### Task instructions
Write each entry out again exactly, with nothing omitted.

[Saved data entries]
"""

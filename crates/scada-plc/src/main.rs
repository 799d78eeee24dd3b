mod infra;
mod runtime;

fn main() {
    if let Err(err) = runtime::run_from_args() {
        eprintln!("scada-plc: {err}");
        std::process::exit(1);
    }
}
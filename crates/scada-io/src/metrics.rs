//! Prometheus metrics and the scrape endpoint.

use prometheus::{Encoder, Gauge, Histogram, HistogramOpts, IntCounter, Registry, TextEncoder};
use std::sync::atomic::{AtomicBool, Ordering};
use std::sync::{Arc, LazyLock};
use std::thread;
use tiny_http::{Response, Server};

pub static REGISTRY: LazyLock<Registry> = LazyLock::new(Registry::new);

fn counter(name: &str, help: &str) -> IntCounter {
    let counter = IntCounter::new(name, help).unwrap();
    REGISTRY.register(Box::new(counter.clone())).unwrap();
    counter
}

fn gauge(name: &str, help: &str) -> Gauge {
    let gauge = Gauge::new(name, help).unwrap();
    REGISTRY.register(Box::new(gauge.clone())).unwrap();
    gauge
}

// Polling

pub static POLL_CYCLES: LazyLock<IntCounter> =
    LazyLock::new(|| counter("scada_poll_cycles_total", "Poll cycles executed"));

pub static POLL_READ_FAILURES: LazyLock<IntCounter> = LazyLock::new(|| {
    counter(
        "scada_poll_read_failures_total",
        "Slot reads that produced an unknown value",
    )
});

pub static POLL_CYCLE_US: LazyLock<Histogram> = LazyLock::new(|| {
    let histogram = Histogram::with_opts(
        HistogramOpts::new("scada_poll_cycle_us", "Time spent reading one poll cycle")
            .buckets(vec![
                100.0, 500.0, 1_000.0, 5_000.0, 10_000.0, 50_000.0, 100_000.0, 500_000.0,
            ]),
    )
    .unwrap();
    REGISTRY.register(Box::new(histogram.clone())).unwrap();
    histogram
});

pub static ALARM_EDGES: LazyLock<IntCounter> =
    LazyLock::new(|| counter("scada_alarm_edges_total", "Alarm state transitions"));

pub static ALARMS_ACTIVE: LazyLock<Gauge> =
    LazyLock::new(|| gauge("scada_alarms_active", "Alarm slots currently active"));

// Connection

pub static PLC_CONNECTED: LazyLock<Gauge> = LazyLock::new(|| {
    gauge(
        "scada_plc_connected",
        "PLC link status (1=connected, 0=disconnected)",
    )
});

pub static RECONNECT_ATTEMPTS: LazyLock<IntCounter> =
    LazyLock::new(|| counter("scada_reconnect_attempts_total", "PLC reconnect attempts"));

// Commands

pub static COMMANDS_OK: LazyLock<IntCounter> =
    LazyLock::new(|| counter("scada_commands_ok_total", "Operator commands that succeeded"));

pub static COMMANDS_FAILED: LazyLock<IntCounter> =
    LazyLock::new(|| counter("scada_commands_failed_total", "Operator commands that failed"));

pub static PULSE_RESET_FAILURES: LazyLock<Gauge> = LazyLock::new(|| {
    gauge(
        "scada_pulse_reset_failures",
        "Deferred pulse resets that failed since start",
    )
});

// Bridge

pub static AUTH_FAILURES: LazyLock<IntCounter> = LazyLock::new(|| {
    counter(
        "scada_auth_failures_total",
        "Commands rejected for a bad or missing token",
    )
});

pub static BRIDGE_CONNECTED: LazyLock<Gauge> = LazyLock::new(|| {
    gauge(
        "scada_bridge_connected",
        "Operator client connected (1=connected, 0=disconnected)",
    )
});

/// Serves `/metrics`, `/health` and `/ready`; ready means the PLC link is up.
pub fn serve_metrics(bind_addr: String, ready: Arc<AtomicBool>) -> thread::JoinHandle<()> {
    thread::spawn(move || {
        let server = match Server::http(&bind_addr) {
            Ok(s) => s,
            Err(e) => {
                tracing::error!("failed to start metrics server on {}: {}", bind_addr, e);
                return;
            }
        };

        tracing::info!("metrics server listening on http://{}/metrics", bind_addr);

        for request in server.incoming_requests() {
            match request.url() {
                "/metrics" => {
                    let mut buffer = Vec::new();
                    if let Err(e) = TextEncoder::new().encode(&REGISTRY.gather(), &mut buffer) {
                        tracing::warn!("failed to encode metrics: {}", e);
                        let _ = request.respond(
                            Response::from_string("Internal Server Error").with_status_code(500),
                        );
                        continue;
                    }
                    let mut response = Response::from_data(buffer);
                    if let Ok(header) = tiny_http::Header::from_bytes(
                        &b"Content-Type"[..],
                        &b"text/plain; version=0.0.4"[..],
                    ) {
                        response = response.with_header(header);
                    }
                    let _ = request.respond(response);
                }
                "/health" => {
                    let _ = request.respond(Response::from_string("OK"));
                }
                "/ready" => {
                    if ready.load(Ordering::Relaxed) {
                        let _ = request.respond(Response::from_string("Ready"));
                    } else {
                        let _ = request
                            .respond(Response::from_string("Not Ready").with_status_code(503));
                    }
                }
                _ => {
                    let _ =
                        request.respond(Response::from_string("Not Found").with_status_code(404));
                }
            }
        }
    })
}

/// Registers every metric up front so the first scrape lists them all.
pub fn init_metrics() {
    let _ = POLL_CYCLES.get();
    let _ = POLL_READ_FAILURES.get();
    let _ = POLL_CYCLE_US.get_sample_count();
    let _ = ALARM_EDGES.get();
    let _ = ALARMS_ACTIVE.get();
    let _ = PLC_CONNECTED.get();
    let _ = RECONNECT_ATTEMPTS.get();
    let _ = COMMANDS_OK.get();
    let _ = COMMANDS_FAILED.get();
    let _ = PULSE_RESET_FAILURES.get();
    let _ = AUTH_FAILURES.get();
    let _ = BRIDGE_CONNECTED.get();
}

#[cfg(test)]
mod tests {
    use super::*;

    #[test]
    fn all_metrics_register_once() {
        init_metrics();
        init_metrics();
        let names: Vec<String> = REGISTRY
            .gather()
            .iter()
            .map(|family| family.get_name().to_string())
            .collect();
        assert!(names.contains(&"scada_poll_cycles_total".to_string()));
        assert!(names.contains(&"scada_plc_connected".to_string()));
        assert!(names.contains(&"scada_poll_cycle_us".to_string()));
    }
}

"""

### Expected output
filename crates/scada-plc/src/main.rs
repository 799d78eeee24dd3b
mod infra;
mod runtime;

fn main() {
    if let Err(err) = runtime::run_from_args() {
        eprintln!("scada-plc: {err}");
        std::process::exit(1);
    }
}
filename crates/scada-io/src/metrics.rs
//! Prometheus metrics and the scrape endpoint.

use prometheus::{Encoder, Gauge, Histogram, HistogramOpts, IntCounter, Registry, TextEncoder};
use std::sync::atomic::{AtomicBool, Ordering};
use std::sync::{Arc, LazyLock};
use std::thread;
use tiny_http::{Response, Server};

pub static REGISTRY: LazyLock<Registry> = LazyLock::new(Registry::new);

fn counter(name: &str, help: &str) -> IntCounter {
    let counter = IntCounter::new(name, help).unwrap();
    REGISTRY.register(Box::new(counter.clone())).unwrap();
    counter
}

fn gauge(name: &str, help: &str) -> Gauge {
    let gauge = Gauge::new(name, help).unwrap();
    REGISTRY.register(Box::new(gauge.clone())).unwrap();
    gauge
}

// Polling

pub static POLL_CYCLES: LazyLock<IntCounter> =
    LazyLock::new(|| counter("scada_poll_cycles_total", "Poll cycles executed"));

pub static POLL_READ_FAILURES: LazyLock<IntCounter> = LazyLock::new(|| {
    counter(
        "scada_poll_read_failures_total",
        "Slot reads that produced an unknown value",
    )
});

pub static POLL_CYCLE_US: LazyLock<Histogram> = LazyLock::new(|| {
    let histogram = Histogram::with_opts(
        HistogramOpts::new("scada_poll_cycle_us", "Time spent reading one poll cycle")
            .buckets(vec![
                100.0, 500.0, 1_000.0, 5_000.0, 10_000.0, 50_000.0, 100_000.0, 500_000.0,
            ]),
    )
    .unwrap();
    REGISTRY.register(Box::new(histogram.clone())).unwrap();
    histogram
});

pub static ALARM_EDGES: LazyLock<IntCounter> =
    LazyLock::new(|| counter("scada_alarm_edges_total", "Alarm state transitions"));

pub static ALARMS_ACTIVE: LazyLock<Gauge> =
    LazyLock::new(|| gauge("scada_alarms_active", "Alarm slots currently active"));

// Connection

pub static PLC_CONNECTED: LazyLock<Gauge> = LazyLock::new(|| {
    gauge(
        "scada_plc_connected",
        "PLC link status (1=connected, 0=disconnected)",
    )
});

pub static RECONNECT_ATTEMPTS: LazyLock<IntCounter> =
    LazyLock::new(|| counter("scada_reconnect_attempts_total", "PLC reconnect attempts"));

// Commands

pub static COMMANDS_OK: LazyLock<IntCounter> =
    LazyLock::new(|| counter("scada_commands_ok_total", "Operator commands that succeeded"));

pub static COMMANDS_FAILED: LazyLock<IntCounter> =
    LazyLock::new(|| counter("scada_commands_failed_total", "Operator commands that failed"));

pub static PULSE_RESET_FAILURES: LazyLock<Gauge> = LazyLock::new(|| {
    gauge(
        "scada_pulse_reset_failures",
        "Deferred pulse resets that failed since start",
    )
});

// Bridge

pub static AUTH_FAILURES: LazyLock<IntCounter> = LazyLock::new(|| {
    counter(
        "scada_auth_failures_total",
        "Commands rejected for a bad or missing token",
    )
});

pub static BRIDGE_CONNECTED: LazyLock<Gauge> = LazyLock::new(|| {
    gauge(
        "scada_bridge_connected",
        "Operator client connected (1=connected, 0=disconnected)",
    )
});

/// Serves `/metrics`, `/health` and `/ready`; ready means the PLC link is up.
pub fn serve_metrics(bind_addr: String, ready: Arc<AtomicBool>) -> thread::JoinHandle<()> {
    thread::spawn(move || {
        let server = match Server::http(&bind_addr) {
            Ok(s) => s,
            Err(e) => {
                tracing::error!("failed to start metrics server on {}: {}", bind_addr, e);
                return;
            }
        };

        tracing::info!("metrics server listening on http://{}/metrics", bind_addr);

        for request in server.incoming_requests() {
            match request.url() {
                "/metrics" => {
                    let mut buffer = Vec::new();
                    if let Err(e) = TextEncoder::new().encode(&REGISTRY.gather(), &mut buffer) {
                        tracing::warn!("failed to encode metrics: {}", e);
                        let _ = request.respond(
                            Response::from_string("Internal Server Error").with_status_code(500),
                        );
                        continue;
                    }
                    let mut response = Response::from_data(buffer);
                    if let Ok(header) = tiny_http::Header::from_bytes(
                        &b"Content-Type"[..],
                        &b"text/plain; version=0.0.4"[..],
                    ) {
                        response = response.with_header(header);
                    }
                    let _ = request.respond(response);
                }
                "/health" => {
                    let _ = request.respond(Response::from_string("OK"));
                }
                "/ready" => {
                    if ready.load(Ordering::Relaxed) {
                        let _ = request.respond(Response::from_string("Ready"));
                    } else {
                        let _ = request
                            .respond(Response::from_string("Not Ready").with_status_code(503));
                    }
                }
                _ => {
                    let _ =
                        request.respond(Response::from_string("Not Found").with_status_code(404));
                }
            }
        }
    })
}

/// Registers every metric up front so the first scrape lists them all.
pub fn init_metrics() {
    let _ = POLL_CYCLES.get();
    let _ = POLL_READ_FAILURES.get();
    let _ = POLL_CYCLE_US.get_sample_count();
    let _ = ALARM_EDGES.get();
    let _ = ALARMS_ACTIVE.get();
    let _ = PLC_CONNECTED.get();
    let _ = RECONNECT_ATTEMPTS.get();
    let _ = COMMANDS_OK.get();
    let _ = COMMANDS_FAILED.get();
    let _ = PULSE_RESET_FAILURES.get();
    let _ = AUTH_FAILURES.get();
    let _ = BRIDGE_CONNECTED.get();
}

#[cfg(test)]
mod tests {
    use super::*;

    #[test]
    fn all_metrics_register_once() {
        init_metrics();
        init_metrics();
        let names: Vec<String> = REGISTRY
            .gather()
            .iter()
            .map(|family| family.get_name().to_string())
            .collect();
        assert!(names.contains(&"scada_poll_cycles_total".to_string()));
        assert!(names.contains(&"scada_plc_connected".to_string()));
        assert!(names.contains(&"scada_poll_cycle_us".to_string()));
    }
}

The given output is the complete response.